The problem is there are too many things involved right now. And everything is linked to each other…
Do you know that there are nuclear power plants in a place called Hamaoka south of Tokyo that are going to shut down now because of this?
This is a big deal. You are now shutting down 40% of Japan’s electricity. 20% from the one that got damaged, and now 20% from this nuclear power plant voluntarily shut down by a private company being strong-armed by the government!
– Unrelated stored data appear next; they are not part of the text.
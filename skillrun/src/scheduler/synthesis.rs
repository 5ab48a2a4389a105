//! Final-answer synthesis after a successful `finish`.
//!
//! One extra tool-free model call turns the collected tool output into a
//! direct answer. Any failure here falls back to the preliminary finish
//! message; it never fails the run.

use std::fs;

use anyhow::Result;
use serde_json::json;
use tracing::{debug, warn};

use crate::core::budget::{compute_token_budget, estimate_tokens};
use crate::core::payload::{ResponseData, extract_json_object, first_text_field, summarize_text};
use crate::core::types::{StepExecutionResult, StepStatus};
use crate::io::events::EventType;
use crate::io::prompt::{Evidence, PromptBuild, build_final_answer_prompt};
use crate::io::transcript::{AttemptStatus, CallSite};

use super::RunContext;
use super::invoke::{ModelCall, invoke_with_retry};

const EVIDENCE_CHAR_LIMIT: usize = 7000;
const SYNTHESIS_MAX_TOKENS: u32 = 1400;
const SUMMARY_PREVIEW_CHARS: usize = 250;
const ANSWER_KEYS: [&str; 4] = ["final_answer", "answer", "summary", "final_summary"];
const MISSING_FINAL_ANSWER: &str = "missing_final_answer";
const MISSING_ANSWER_REASON: &str = "Mapped to response because final answer synthesis response did not contain a final answer field.";
const ANSWER_REASON: &str = "Mapped to response because final answer synthesis returned a direct answer.";

/// Stdout of every successful step that wrote an artifact, trimmed and clipped.
pub(super) fn collect_evidence(results: &[StepExecutionResult]) -> Vec<Evidence> {
    results
        .iter()
        .filter(|result| result.status == StepStatus::Success)
        .filter_map(|result| {
            let path = result.stdout_artifact.as_ref()?;
            let stdout = match fs::read_to_string(path) {
                Ok(text) => text,
                Err(err) => {
                    debug!(path = %path.display(), %err, "evidence artifact unreadable");
                    return None;
                }
            };
            let stdout: String = stdout.trim().chars().take(EVIDENCE_CHAR_LIMIT).collect();
            (!stdout.is_empty()).then(|| Evidence {
                step_id: format!("turn_{}_{}", result.turn_index, result.step_id),
                stdout,
            })
        })
        .collect()
}

/// The answer text of a synthesis response.
///
/// Text that embeds no JSON object is taken as the answer itself.
pub(super) fn extract_final_answer(data: &ResponseData) -> Option<String> {
    let answer = match data {
        ResponseData::Object(map) => first_text_field(map, &ANSWER_KEYS).map(str::to_string),
        ResponseData::Text(text) => match extract_json_object(text) {
            Some(map) => first_text_field(&map, &ANSWER_KEYS).map(str::to_string),
            None => Some(text.trim().to_string()),
        },
    };
    answer.filter(|text| !text.is_empty())
}

/// Returns the synthesized answer, or `None` to keep the preliminary message.
pub(super) fn synthesize_final_answer(
    ctx: &RunContext<'_>,
    step_results: &[StepExecutionResult],
    turn: u32,
    preliminary: Option<&str>,
) -> Result<Option<String>> {
    let evidence = collect_evidence(step_results);
    if evidence.is_empty() {
        return Ok(None);
    }
    let prompt = build_final_answer_prompt(ctx.task, preliminary, &evidence)?;
    ctx.store
        .write_artifact(&format!("artifacts/final_answer_prompt_turn_{turn}.txt"), &prompt)?;
    let estimated_input_tokens = estimate_tokens(&prompt);
    ctx.emit(
        EventType::FinalAnswerSynthesisStarted,
        json!({
            "turn_index": turn,
            "estimated_input_tokens": estimated_input_tokens,
            "evidence_items": evidence.len(),
        }),
    )?;

    let build = PromptBuild {
        budget: compute_token_budget(
            ctx.config.model.max_context_tokens,
            ctx.config.model.response_headroom_tokens,
            "",
        ),
        prompt,
        estimated_input_tokens,
        dropped_sections: Vec::new(),
        omitted_disclosures: Vec::new(),
    };
    let max_tokens = SYNTHESIS_MAX_TOKENS.min(ctx.config.model.max_tokens);
    let outcome = invoke_with_retry(
        ctx,
        &ModelCall::new(CallSite::FinalAnswerSynthesis, turn, &build, max_tokens),
        1,
    )?;
    let Some(completion) = outcome.completion else {
        ctx.emit(
            EventType::FinalAnswerSynthesisFailed,
            json!({
                "turn_index": turn,
                "reason": outcome.error.as_deref().unwrap_or("unknown"),
            }),
        )?;
        return Ok(None);
    };
    ctx.store.write_artifact(
        &format!("artifacts/final_answer_response_turn_{turn}.txt"),
        &ctx.scrubber.apply(&completion.data.render()),
    )?;

    let mut record = outcome.record;
    match extract_final_answer(&completion.data) {
        Some(answer) => {
            record.decode_success = true;
            record.response_kind_reason = Some(ANSWER_REASON.to_string());
            record.finish_summary = Some(answer.clone());
            ctx.write_transcript(&record)?;
            ctx.emit(
                EventType::FinalAnswerSynthesisCompleted,
                json!({
                    "turn_index": turn,
                    "summary_preview": summarize_text(&answer, SUMMARY_PREVIEW_CHARS),
                }),
            )?;
            Ok(Some(answer))
        }
        None => {
            warn!(turn, "final answer synthesis returned no answer");
            record.status = AttemptStatus::DecodeFailed;
            record.error = Some(MISSING_FINAL_ANSWER.to_string());
            record.response_kind_reason = Some(MISSING_ANSWER_REASON.to_string());
            ctx.write_transcript(&record)?;
            ctx.emit(
                EventType::FinalAnswerSynthesisFailed,
                json!({"turn_index": turn, "reason": MISSING_FINAL_ANSWER}),
            )?;
            Ok(None)
        }
    }
}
And on that point I’m not pro or anti-nuclear power. I just think that the worst thing that could possibly happen to us is to lose a cheap source of clean energy
So anyway, if that nuclear accident had happened in Hamaoka and not in Fukushima this would be a totally different story because that radiation would be blowing towards Tokyo. And that would just mess things up. 51% of Japan’s GDP is created in the Tokyo metropolitan area. Like I said, there are 750,000 people in the area affected by the earthquake and tsunami and nuclear problems compared to about 35 million people in Tokyo. It’s a totally different situation.
They call it a black swan event. There are so many things related. The world economy is so fragile… so messed up… that this sort of thing happening in such a small area has wide effects on other segments of the market. It’s hard to get a handle on what this actually means.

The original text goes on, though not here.